In boxing parlance, a "tomato can" is a hand-picked schlub brought in to go a few rounds with the champ, whose odds of scoring an upset are comparable to say, Madison, Wisconsin landing the next games of the Olympiad.
While these guys are technically professional fighters, at least when they're not earning a living as roofers, drywallers and doing other jobs that don't require a background check, it's not uncommon for the town drunk to take one glassy-eyed look at one of these soft around the midriff ham 'n' eggers and think to themselves, "I could take 'em"--especially if he's facing the other way and I'm swinging a barstool. It's no accident then that "punch drunk" has become part of the lexicon as we'll see in this story.
A London man, on the back end of a two-day drink and cocaine-fueled bender, “weekends” as Keith Richards calls ‘em, walked up to a fellow shopper, 23, and accused him of "gie' in evils” to him. The shopper tried to ignore him (having no clue what “gie’ in evils” means, we would have done the same, though we assume the language barrier didn’t apply here), but the drunk would not quit. He got in the man’s face and punched him before pulling out a sharpened key and slashing the man across the chest. He then challenged the man to “Gie us your best shot”. What the cocaine-addled thug didn’t know about the man in the grocery store buying baby-wipes was that he coached boxing for a living, and a bare-knuckled punch from him is not something that most people would willingly invite.
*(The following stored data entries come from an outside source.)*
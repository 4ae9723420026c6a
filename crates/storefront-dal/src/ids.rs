// File: storefront-dal/src/ids.rs
// Purpose: Readable fixture keys mapped to generated ids

use crate::context::Context;
use crate::repository::random_id;
use std::collections::HashMap;

/// Generates one id per key and remembers it
///
/// ```
/// use storefront_dal::IdCollection;
///
/// let mut ids = IdCollection::new();
/// let first = ids.create("language");
/// assert_eq!(ids.get("language"), Some(first.as_str()));
/// ```
#[derive(Debug, Clone, Default)]
pub struct IdCollection {
    ids: HashMap<String, String>,
    context: Context,
}

impl IdCollection {
    pub fn new() -> Self {
        Self::default()
    }

    /// Id for `key`, generated on first use
    pub fn create(&mut self, key: &str) -> String {
        self.ids.entry(key.to_string()).or_insert_with(random_id).clone()
    }

    pub fn get(&self, key: &str) -> Option<&str> {
        self.ids.get(key).map(String::as_str)
    }

    /// Ids of `keys` that were created, in order
    pub fn get_list(&self, keys: &[&str]) -> Vec<String> {
        keys.iter()
            .filter_map(|key| self.get(key))
            .map(str::to_string)
            .collect()
    }

    pub fn set(&mut self, key: &str, id: impl Into<String>) {
        self.ids.insert(key.to_string(), id.into());
    }

    pub fn context(&self) -> &Context {
        &self.context
    }
}
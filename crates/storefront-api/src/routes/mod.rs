// File: storefront-api/src/routes/mod.rs
// Purpose: Store API routes

pub mod language;

use crate::state::AppState;
use axum::{routing::post, Router};

/// Every `/store-api` route
pub fn store_api_routes() -> Router<AppState> {
    Router::new().route("/store-api/language", post(language::load_languages))
}
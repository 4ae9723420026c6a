// File: storefront-dal/src/defaults.rs
// Purpose: Well-known ids installed with every store

/// The system language every other language falls back to
pub const LANGUAGE_SYSTEM: &str = "2fbb5fe2e29a4d70aa5854ce7ce3e20b";

/// Default currency (EUR)
pub const CURRENCY: &str = "b7d2554b0ce847cd82f3ac9bd1c0dfca";

/// Locale of the system language (en-GB)
pub const LOCALE_SYSTEM: &str = "c1a28776116d4431a2208eb2960ec340";

/// Default snippet set (BASE en-GB)
pub const SNIPPET_SET: &str = "71a916e745114d72abafbfdc51cbd9d0";
// File: storefront-api/src/config.rs
// Purpose: Configuration parsing from storefront.toml

use anyhow::{Context, Result};
use serde::{Deserialize, Serialize};
use std::fs;
use std::path::Path;

/// Application configuration
#[derive(Debug, Clone, Serialize, Deserialize, Default)]
pub struct Config {
    #[serde(default)]
    pub server: ServerConfig,

    #[serde(default)]
    pub store_api: StoreApiConfig,

    #[serde(default)]
    pub log: LogConfig,
}

/// Server configuration
#[derive(Debug, Clone, Serialize, Deserialize)]
pub struct ServerConfig {
    #[serde(default = "default_host")]
    pub host: String,

    #[serde(default = "default_port")]
    pub port: u16,
}

/// Store API configuration
#[derive(Debug, Clone, Serialize, Deserialize)]
pub struct StoreApiConfig {
    /// Upper bound for `limit` in search criteria
    #[serde(default)]
    pub max_limit: Option<usize>,

    /// Access key of the sales channel installed on start-up
    #[serde(default = "default_access_key")]
    pub default_access_key: String,
}

#[derive(Debug, Clone, Serialize, Deserialize)]
pub struct LogConfig {
    /// `tracing_subscriber::EnvFilter` directive
    #[serde(default = "default_level")]
    pub level: String,
}

// Default values
fn default_host() -> String {
    "127.0.0.1".to_string()
}

fn default_port() -> u16 {
    8000
}

fn default_access_key() -> String {
    "SWSCDEFAULTACCESSKEY".to_string()
}

fn default_level() -> String {
    "info".to_string()
}

impl Default for ServerConfig {
    fn default() -> Self {
        Self {
            host: default_host(),
            port: default_port(),
        }
    }
}

impl Default for StoreApiConfig {
    fn default() -> Self {
        Self {
            max_limit: None,
            default_access_key: default_access_key(),
        }
    }
}

impl Default for LogConfig {
    fn default() -> Self {
        Self {
            level: default_level(),
        }
    }
}

impl Config {
    /// Load configuration from storefront.toml
    pub fn load(path: impl AsRef<Path>) -> Result<Self> {
        let path = path.as_ref();

        if !path.exists() {
            return Ok(Self::default());
        }

        let content = fs::read_to_string(path)
            .with_context(|| format!("Failed to read config file: {:?}", path))?;

        if content.trim().is_empty() {
            return Ok(Self::default());
        }

        let config: Config = toml::from_str(&content)
            .with_context(|| format!("Failed to parse config file: {:?}", path))?;

        Ok(config)
    }

    /// Load configuration from default path (./storefront.toml)
    pub fn load_default() -> Result<Self> {
        Self::load("storefront.toml")
    }

    /// Apply `STOREFRONT_HOST`, `STOREFRONT_PORT` and `STOREFRONT_LOG`
    pub fn with_env_overrides(self) -> Result<Self> {
        self.with_overrides(|key| std::env::var(key).ok())
    }

    fn with_overrides<F>(mut self, lookup: F) -> Result<Self>
    where
        F: Fn(&str) -> Option<String>,
    {
        if let Some(host) = lookup("STOREFRONT_HOST") {
            self.server.host = host;
        }
        if let Some(port) = lookup("STOREFRONT_PORT") {
            self.server.port = port
                .parse()
                .with_context(|| format!("Invalid STOREFRONT_PORT: {port}"))?;
        }
        if let Some(level) = lookup("STOREFRONT_LOG") {
            self.log.level = level;
        }
        Ok(self)
    }

    /// `host:port` to bind
    pub fn bind_address(&self) -> String {
        format!("{}:{}", self.server.host, self.server.port)
    }
}
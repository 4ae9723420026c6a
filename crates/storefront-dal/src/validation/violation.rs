// File: storefront-dal/src/validation/violation.rs
// Purpose: Constraint violation records and ordered violation lists

use super::constraint::Constraint;
use serde_json::Value;
use std::collections::BTreeMap;
use std::fmt;

/// A single constraint failure
///
/// Values are immutable; the `with_*` methods return modified copies.
#[derive(Debug, Clone, PartialEq)]
pub struct ConstraintViolation {
    message: String,
    message_template: String,
    parameters: BTreeMap<String, String>,
    root: Value,
    property_path: String,
    invalid_value: Value,
    plural: Option<u64>,
    code: Option<String>,
    constraint: Option<Constraint>,
    cause: Option<String>,
}

impl ConstraintViolation {
    pub fn new(
        message: impl Into<String>,
        message_template: impl Into<String>,
        invalid_value: Value,
    ) -> Self {
        Self {
            message: message.into(),
            message_template: message_template.into(),
            parameters: BTreeMap::new(),
            root: Value::Null,
            property_path: String::new(),
            invalid_value,
            plural: None,
            code: None,
            constraint: None,
            cause: None,
        }
    }

    pub fn with_parameters(mut self, parameters: BTreeMap<String, String>) -> Self {
        self.parameters = parameters;
        self
    }

    pub fn with_root(mut self, root: Value) -> Self {
        self.root = root;
        self
    }

    pub fn with_property_path(mut self, property_path: impl Into<String>) -> Self {
        self.property_path = property_path.into();
        self
    }

    pub fn with_plural(mut self, plural: Option<u64>) -> Self {
        self.plural = plural;
        self
    }

    pub fn with_code(mut self, code: impl Into<String>) -> Self {
        self.code = Some(code.into());
        self
    }

    pub fn with_constraint(mut self, constraint: Constraint) -> Self {
        self.constraint = Some(constraint);
        self
    }

    pub fn with_cause(mut self, cause: impl Into<String>) -> Self {
        self.cause = Some(cause.into());
        self
    }

    pub fn message(&self) -> &str {
        &self.message
    }

    pub fn message_template(&self) -> &str {
        &self.message_template
    }

    pub fn parameters(&self) -> &BTreeMap<String, String> {
        &self.parameters
    }

    pub fn root(&self) -> &Value {
        &self.root
    }

    pub fn property_path(&self) -> &str {
        &self.property_path
    }

    pub fn invalid_value(&self) -> &Value {
        &self.invalid_value
    }

    pub fn plural(&self) -> Option<u64> {
        self.plural
    }

    pub fn code(&self) -> Option<&str> {
        self.code.as_deref()
    }

    pub fn constraint(&self) -> Option<&Constraint> {
        self.constraint.as_ref()
    }

    pub fn cause(&self) -> Option<&str> {
        self.cause.as_deref()
    }
}

impl fmt::Display for ConstraintViolation {
    fn fmt(&self, f: &mut fmt::Formatter<'_>) -> fmt::Result {
        if self.property_path.is_empty() {
            write!(f, "{}", self.message)
        } else {
            write!(f, "{}: {}", self.property_path, self.message)
        }
    }
}

/// Ordered collection of violations; insertion order is validation order
#[derive(Debug, Clone, Default, PartialEq)]
pub struct ConstraintViolationList(Vec<ConstraintViolation>);

impl ConstraintViolationList {
    pub fn new() -> Self {
        Self::default()
    }

    pub fn add(&mut self, violation: ConstraintViolation) {
        self.0.push(violation);
    }

    pub fn add_all(&mut self, other: ConstraintViolationList) {
        self.0.extend(other.0);
    }

    pub fn len(&self) -> usize {
        self.0.len()
    }

    pub fn is_empty(&self) -> bool {
        self.0.is_empty()
    }

    pub fn get(&self, index: usize) -> Option<&ConstraintViolation> {
        self.0.get(index)
    }

    pub fn iter(&self) -> std::slice::Iter<'_, ConstraintViolation> {
        self.0.iter()
    }
}

impl fmt::Display for ConstraintViolationList {
    fn fmt(&self, f: &mut fmt::Formatter<'_>) -> fmt::Result {
        for (i, violation) in self.0.iter().enumerate() {
            if i > 0 {
                f.write_str("\n")?;
            }
            write!(f, "{violation}")?;
        }
        Ok(())
    }
}

impl FromIterator<ConstraintViolation> for ConstraintViolationList {
    fn from_iter<I: IntoIterator<Item = ConstraintViolation>>(iter: I) -> Self {
        Self(iter.into_iter().collect())
    }
}

impl IntoIterator for ConstraintViolationList {
    type Item = ConstraintViolation;
    type IntoIter = std::vec::IntoIter<ConstraintViolation>;

    fn into_iter(self) -> Self::IntoIter {
        self.0.into_iter()
    }
}

impl<'a> IntoIterator for &'a ConstraintViolationList {
    type Item = &'a ConstraintViolation;
    type IntoIter = std::slice::Iter<'a, ConstraintViolation>;

    fn into_iter(self) -> Self::IntoIter {
        self.0.iter()
    }
}

#[cfg(test)]
mod tests {
    use super::*;
    use serde_json::json;

    #[test]
    fn test_with_property_path_keeps_other_attributes() {
        let original = ConstraintViolation::new("too long", "too {{ limit }}", json!("abcdef"))
            .with_code("c1")
            .with_plural(Some(5))
            .with_constraint(Constraint::max_length(5))
            .with_property_path("inner");

        let moved = original.clone().with_property_path("name");

        assert_eq!(moved.property_path(), "name");
        assert_eq!(moved.message(), original.message());
        assert_eq!(moved.message_template(), original.message_template());
        assert_eq!(moved.invalid_value(), original.invalid_value());
        assert_eq!(moved.plural(), Some(5));
        assert_eq!(moved.code(), Some("c1"));
        assert_eq!(moved.constraint(), original.constraint());
    }

    #[test]
    fn test_list_keeps_insertion_order() {
        let mut list = ConstraintViolationList::new();
        list.add(ConstraintViolation::new("first", "first", json!(null)));
        list.add(ConstraintViolation::new("second", "second", json!(null)));

        let messages: Vec<_> = list.iter().map(|v| v.message()).collect();
        assert_eq!(messages, vec!["first", "second"]);
        assert_eq!(list.to_string(), "first\nsecond");
    }
}
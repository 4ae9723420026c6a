// File: storefront-dal/src/write/serializer.rs
// Purpose: Per-kind constraints and value normalisation for storage fields

use super::error::WriteError;
use super::existence::EntityExistence;
use super::field_validator::{requires_validation, validate};
use crate::field::{Field, FieldFlag, FieldKind};
use crate::validation::{Constraint, ConstraintValidator, ValueType};
use serde_json::Value;

/// Encodes payload values of storage fields into their stored form
pub struct FieldSerializer<'a, V: ConstraintValidator + ?Sized> {
    validator: &'a V,
}

impl<'a, V: ConstraintValidator + ?Sized> FieldSerializer<'a, V> {
    pub fn new(validator: &'a V) -> Self {
        Self { validator }
    }

    /// Validate (when needed) and normalise one field value
    ///
    /// `path` points at the payload, e.g. `/0`. A missing value encodes as null.
    pub fn encode(
        &self,
        field: &Field,
        existence: &EntityExistence,
        value: Option<&Value>,
        path: &str,
    ) -> Result<Value, WriteError> {
        if requires_validation(field, existence, value) {
            let checked = value.unwrap_or(&Value::Null);
            validate(
                self.validator,
                &constraints_for(field),
                &field.property_name,
                checked,
                path,
            )?;
        }

        Ok(normalize(field, value.cloned().unwrap_or(Value::Null)))
    }
}

/// Constraints a field kind enforces when validation runs
pub fn constraints_for(field: &Field) -> Vec<Constraint> {
    match &field.kind {
        FieldKind::Id | FieldKind::FkId { .. } => vec![Constraint::not_blank(), Constraint::Uuid],
        FieldKind::String {
            max_length,
            allow_empty,
        } => {
            let mut constraints = vec![Constraint::NotNull, Constraint::Type(ValueType::String)];
            if !allow_empty && field.is(FieldFlag::Required) {
                constraints.push(Constraint::not_blank());
            }
            if let Some(max) = max_length {
                constraints.push(Constraint::max_length(*max));
            }
            constraints
        }
        FieldKind::Int { min, max } => {
            let mut constraints = vec![Constraint::NotNull, Constraint::Type(ValueType::Int)];
            if min.is_some() || max.is_some() {
                constraints.push(Constraint::Range {
                    min: min.map(|v| v as f64),
                    max: max.map(|v| v as f64),
                });
            }
            constraints
        }
        FieldKind::Bool => vec![Constraint::NotNull, Constraint::Type(ValueType::Bool)],
        FieldKind::DateTime => vec![Constraint::NotNull, Constraint::DateTime],
        FieldKind::ManyToOne { .. } => Vec::new(),
    }
}

fn normalize(field: &Field, value: Value) -> Value {
    match (&field.kind, value) {
        (FieldKind::Id | FieldKind::FkId { .. }, Value::String(id)) => {
            Value::String(id.replace('-', "").to_lowercase())
        }
        (_, value) => value,
    }
}
// File: storefront-api/src/routes/language.rs
// Purpose: Store API language listing

use crate::error::ApiError;
use crate::sales_channel::SalesChannelContext;
use crate::state::AppState;
use axum::{body::Bytes, extract::State, response::Json};
use serde_json::{json, Value};
use storefront_dal::search::Filter;
use storefront_dal::{apply_includes, encode_entity, Criteria, SearchError};
use tracing::debug;

pub const RESPONSE_API_ALIAS: &str = "language_route_response";

/// Criteria from a request body; an empty body means default criteria
pub fn parse_criteria(body: &[u8]) -> Result<Criteria, ApiError> {
    if body.iter().all(u8::is_ascii_whitespace) {
        return Ok(Criteria::default());
    }
    Ok(serde_json::from_slice(body)?)
}

/// POST /store-api/language
/// Languages assigned to the sales channel, narrowed by the client's criteria
pub async fn load_languages(
    State(state): State<AppState>,
    channel: SalesChannelContext,
    body: Bytes,
) -> Result<Json<Value>, ApiError> {
    let mut criteria = parse_criteria(&body)?;

    if let (Some(limit), Some(max)) = (criteria.limit, state.config.store_api.max_limit) {
        if limit > max {
            return Err(SearchError::LimitTooHigh { limit, max }.into());
        }
    }

    // Scoped to the channel; client filters only narrow it
    criteria.add_filter(Filter::equals_any(
        "id",
        channel.sales_channel.language_ids.iter().cloned(),
    ));

    let result = state.languages.search(&criteria, &channel.context).await?;
    debug!(
        sales_channel = %channel.sales_channel.id,
        total = result.total,
        "languages loaded"
    );

    let elements: Vec<Value> = result
        .elements
        .iter()
        .map(|entity| encode_entity(entity, &state.registry))
        .collect();
    let response = json!({
        "total": result.total,
        "aggregations": {},
        "page": result.page,
        "limit": result.limit,
        "elements": elements,
        "apiAlias": RESPONSE_API_ALIAS,
    });

    Ok(Json(apply_includes(response, &criteria.includes)))
}
// File: storefront-dal/src/write/field_validator.rs
// Purpose: Run constraints for one field and decide whether a field needs checking

use super::error::InvalidFieldError;
use super::existence::EntityExistence;
use crate::field::{Field, FieldFlag};
use crate::validation::{Constraint, ConstraintValidator, ConstraintViolationList};
use serde_json::Value;

/// Check `value` against every constraint and collect all violations
///
/// Each violation is re-tagged with `field_name` as its property path; every
/// other attribute is kept. Fails once, after all constraints were evaluated,
/// with the composed path `path/field_name`.
pub fn validate<V>(
    validator: &V,
    constraints: &[Constraint],
    field_name: &str,
    value: &Value,
    path: &str,
) -> Result<(), InvalidFieldError>
where
    V: ConstraintValidator + ?Sized,
{
    let mut violation_list = ConstraintViolationList::new();

    for constraint in constraints {
        for violation in validator.validate(value, constraint) {
            violation_list.add(violation.with_property_path(field_name));
        }
    }

    if violation_list.is_empty() {
        return Ok(());
    }

    Err(InvalidFieldError::new(
        format!("{path}/{field_name}"),
        violation_list,
    ))
}

/// Whether `validate` must run for this field
///
/// A present value is always checked. A missing inherited value on a child row
/// is skipped, since it resolves from the parent. Otherwise only required
/// fields are checked. A field that is both required and inherited is skipped
/// on a child.
pub fn requires_validation(field: &Field, existence: &EntityExistence, value: Option<&Value>) -> bool {
    if value.is_some_and(|v| !v.is_null()) {
        return true;
    }

    if field.is(FieldFlag::Inherited) && existence.is_child() {
        return false;
    }

    field.is(FieldFlag::Required)
}

#[cfg(test)]
mod tests {
    use super::*;
    use crate::field::FieldKind;
    use crate::validation::{ConstraintEngine, ConstraintViolation};
    use pretty_assertions::assert_eq;
    use rstest::rstest;
    use serde_json::json;

    /// Reports one violation per call, tagged with the constraint name
    struct AlwaysFails;

    impl ConstraintValidator for AlwaysFails {
        fn validate(&self, value: &Value, constraint: &Constraint) -> ConstraintViolationList {
            let mut list = ConstraintViolationList::new();
            list.add(
                ConstraintViolation::new(
                    format!("{} failed", constraint.name()),
                    "{{ name }} failed",
                    value.clone(),
                )
                .with_property_path("original")
                .with_code(constraint.name())
                .with_cause("stub"),
            );
            list
        }
    }

    fn field(flags: &[FieldFlag]) -> Field {
        flags.iter().fold(
            Field::new("localeId", FieldKind::FkId { reference: "locale".into() }),
            |f, flag| f.flag(*flag),
        )
    }

    fn existence(is_child: bool) -> EntityExistence {
        EntityExistence::for_insert("language", "id", is_child)
    }

    #[test]
    fn test_zero_constraints_never_fail() {
        for value in [json!(null), json!(""), json!({"a": 1})] {
            assert!(validate(&AlwaysFails, &[], "price", &value, "product").is_ok());
        }
    }

    #[test]
    fn test_two_violating_constraints_fail_once_with_composed_path() {
        let constraints = [Constraint::NotNull, Constraint::Uuid];
        let err = validate(&AlwaysFails, &constraints, "price", &json!(12), "product").unwrap_err();

        assert_eq!(err.path, "product/price");
        assert_eq!(err.violations.len(), 2);
        assert!(err.violations.iter().all(|v| v.property_path() == "price"));

        let codes: Vec<_> = err.violations.iter().map(|v| v.code().unwrap()).collect();
        assert_eq!(codes, vec!["NotNull", "Uuid"]);
    }

    #[test]
    fn test_rewrite_keeps_other_attributes() {
        let err = validate(&AlwaysFails, &[Constraint::Uuid], "name", &json!("x"), "/0").unwrap_err();
        let violation = err.violations.get(0).unwrap();

        assert_eq!(violation.message(), "Uuid failed");
        assert_eq!(violation.message_template(), "{{ name }} failed");
        assert_eq!(violation.invalid_value(), &json!("x"));
        assert_eq!(violation.cause(), Some("stub"));
        assert_eq!(err.path, "/0/name");
    }

    #[test]
    fn test_passing_constraints_are_silent() {
        let constraints = [Constraint::not_blank(), Constraint::max_length(10)];
        assert!(validate(&ConstraintEngine, &constraints, "name", &json!("match"), "/0").is_ok());
    }

    #[test]
    fn test_only_failing_constraints_contribute() {
        let constraints = [Constraint::not_blank(), Constraint::max_length(2), Constraint::Uuid];
        let err = validate(&ConstraintEngine, &constraints, "name", &json!("match"), "/0").unwrap_err();
        assert_eq!(err.violations.len(), 2);
    }

    #[rstest]
    #[case::present_plain(&[], false, Some(json!("x")), true)]
    #[case::present_inherited_child(&[FieldFlag::Inherited], true, Some(json!("x")), true)]
    #[case::present_empty_string(&[], true, Some(json!("")), true)]
    #[case::null_inherited_child(&[FieldFlag::Inherited], true, None, false)]
    #[case::json_null_inherited_child(&[FieldFlag::Inherited], true, Some(json!(null)), false)]
    #[case::null_required_inherited_child(&[FieldFlag::Required, FieldFlag::Inherited], true, None, false)]
    #[case::null_required_inherited_root(&[FieldFlag::Required, FieldFlag::Inherited], false, None, true)]
    #[case::null_inherited_root(&[FieldFlag::Inherited], false, None, false)]
    #[case::null_required_child(&[FieldFlag::Required], true, None, true)]
    #[case::null_required_root(&[FieldFlag::Required], false, Some(json!(null)), true)]
    #[case::null_plain(&[], false, None, false)]
    fn test_requires_validation(
        #[case] flags: &[FieldFlag],
        #[case] is_child: bool,
        #[case] value: Option<Value>,
        #[case] expected: bool,
    ) {
        assert_eq!(
            requires_validation(&field(flags), &existence(is_child), value.as_ref()),
            expected
        );
    }
}
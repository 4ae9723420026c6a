// File: storefront-api/src/state.rs
// Purpose: Application state shared across handlers

use crate::config::Config;
use crate::sales_channel::SalesChannelRegistry;
use std::sync::Arc;
use storefront_dal::{DataStore, DefinitionRegistry, EntityRepository, SearchError};

#[derive(Debug, Clone)]
pub struct AppState {
    pub config: Arc<Config>,
    pub registry: Arc<DefinitionRegistry>,
    pub store: DataStore,
    pub sales_channels: SalesChannelRegistry,
    pub languages: EntityRepository,
}

impl AppState {
    pub fn new(
        config: Config,
        registry: Arc<DefinitionRegistry>,
        store: DataStore,
        sales_channels: SalesChannelRegistry,
    ) -> Result<Self, SearchError> {
        let languages = EntityRepository::for_entity("language", registry.clone(), store.clone())?;
        Ok(Self {
            config: Arc::new(config),
            registry,
            store,
            sales_channels,
            languages,
        })
    }
}
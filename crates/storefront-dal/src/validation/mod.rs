// File: storefront-dal/src/validation/mod.rs
// Purpose: Constraint validation runtime

pub mod constraint;
pub mod engine;
pub mod violation;

pub use constraint::{codes, Constraint, ValueType};
pub use engine::{ConstraintEngine, ConstraintValidator};
pub use violation::{ConstraintViolation, ConstraintViolationList};
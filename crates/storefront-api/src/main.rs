// File: storefront-api/src/main.rs
// Purpose: Store API server binary

use anyhow::{Context, Result};
use storefront_api::Config;
use tokio::net::TcpListener;
use tracing::info;
use tracing_subscriber::EnvFilter;

#[tokio::main]
async fn main() -> Result<()> {
    // A missing .env is fine
    dotenvy::dotenv().ok();

    let config = Config::load_default()?.with_env_overrides()?;

    let filter = EnvFilter::try_from_default_env()
        .or_else(|_| EnvFilter::try_new(&config.log.level))
        .context("Invalid log level")?;
    tracing_subscriber::fmt().with_env_filter(filter).init();

    let address = config.bind_address();
    let state = storefront_api::bootstrap(config).await?;
    let app = storefront_api::router(state);

    let listener = TcpListener::bind(&address)
        .await
        .with_context(|| format!("Failed to bind {address}"))?;
    info!("storefront-api listening on http://{}", address);

    axum::serve(listener, app).await.context("Server error")?;
    Ok(())
}
// File: storefront-dal/src/entity.rs
// Purpose: Loaded entity rows with their requested associations

use serde_json::{Map, Value};
use std::collections::BTreeMap;

/// Stored column values of one row, keyed by property name
pub type Row = Map<String, Value>;

/// A loaded row plus the associations loaded alongside it
#[derive(Debug, Clone, PartialEq)]
pub struct Entity {
    pub entity_name: String,
    pub values: Row,
    /// Only associations requested through criteria are present
    pub associations: BTreeMap<String, Option<Entity>>,
}

impl Entity {
    pub fn new(entity_name: impl Into<String>, values: Row) -> Self {
        Self {
            entity_name: entity_name.into(),
            values,
            associations: BTreeMap::new(),
        }
    }

    pub fn id(&self) -> &str {
        self.values.get("id").and_then(Value::as_str).unwrap_or_default()
    }

    pub fn get(&self, property: &str) -> Option<&Value> {
        self.values.get(property).filter(|v| !v.is_null())
    }

    pub fn get_str(&self, property: &str) -> Option<&str> {
        self.get(property).and_then(Value::as_str)
    }

    /// Loaded association; `None` when not loaded or empty
    pub fn association(&self, name: &str) -> Option<&Entity> {
        self.associations.get(name).and_then(Option::as_ref)
    }

    pub fn is_loaded(&self, name: &str) -> bool {
        self.associations.contains_key(name)
    }
}
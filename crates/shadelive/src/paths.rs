use std::env;
use std::path::{Path, PathBuf};

use anyhow::{anyhow, Result};
use directories_next::ProjectDirs;

pub const ENV_CONFIG_DIR: &str = "SHADELIVE_CONFIG_DIR";

const QUALIFIER: &str = "org";
const ORGANISATION: &str = "shadelive";
const APPLICATION: &str = "shadelive";
const CONFIG_FILE: &str = "shadelive.toml";

#[derive(Debug, Clone)]
pub struct AppPaths {
    config_dir: PathBuf,
}

impl AppPaths {
    pub fn discover() -> Result<Self> {
        if let Some(dir) = env::var_os(ENV_CONFIG_DIR).filter(|value| !value.is_empty()) {
            return Ok(Self {
                config_dir: PathBuf::from(dir),
            });
        }
        let project_dirs = ProjectDirs::from(QUALIFIER, ORGANISATION, APPLICATION)
            .ok_or_else(|| anyhow!("failed to determine user directories"))?;
        Ok(Self {
            config_dir: project_dirs.config_dir().to_path_buf(),
        })
    }

    pub fn config_dir(&self) -> &Path {
        &self.config_dir
    }

    pub fn config_file(&self) -> PathBuf {
        self.config_dir.join(CONFIG_FILE)
    }
}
The boxer laid out the drunk with one almighty shot that smashed his jaw and left him in hospital for two days. The judge took the accused’s having to stick to liquids for a long while into account when accepting his guilty plea to a charge of assault, rather than the attempted murder charge he had been brought in on. The judge gave our binging friend three years in prison, where he will no doubt have people “gie’in” him their best shot, invited or otherwise.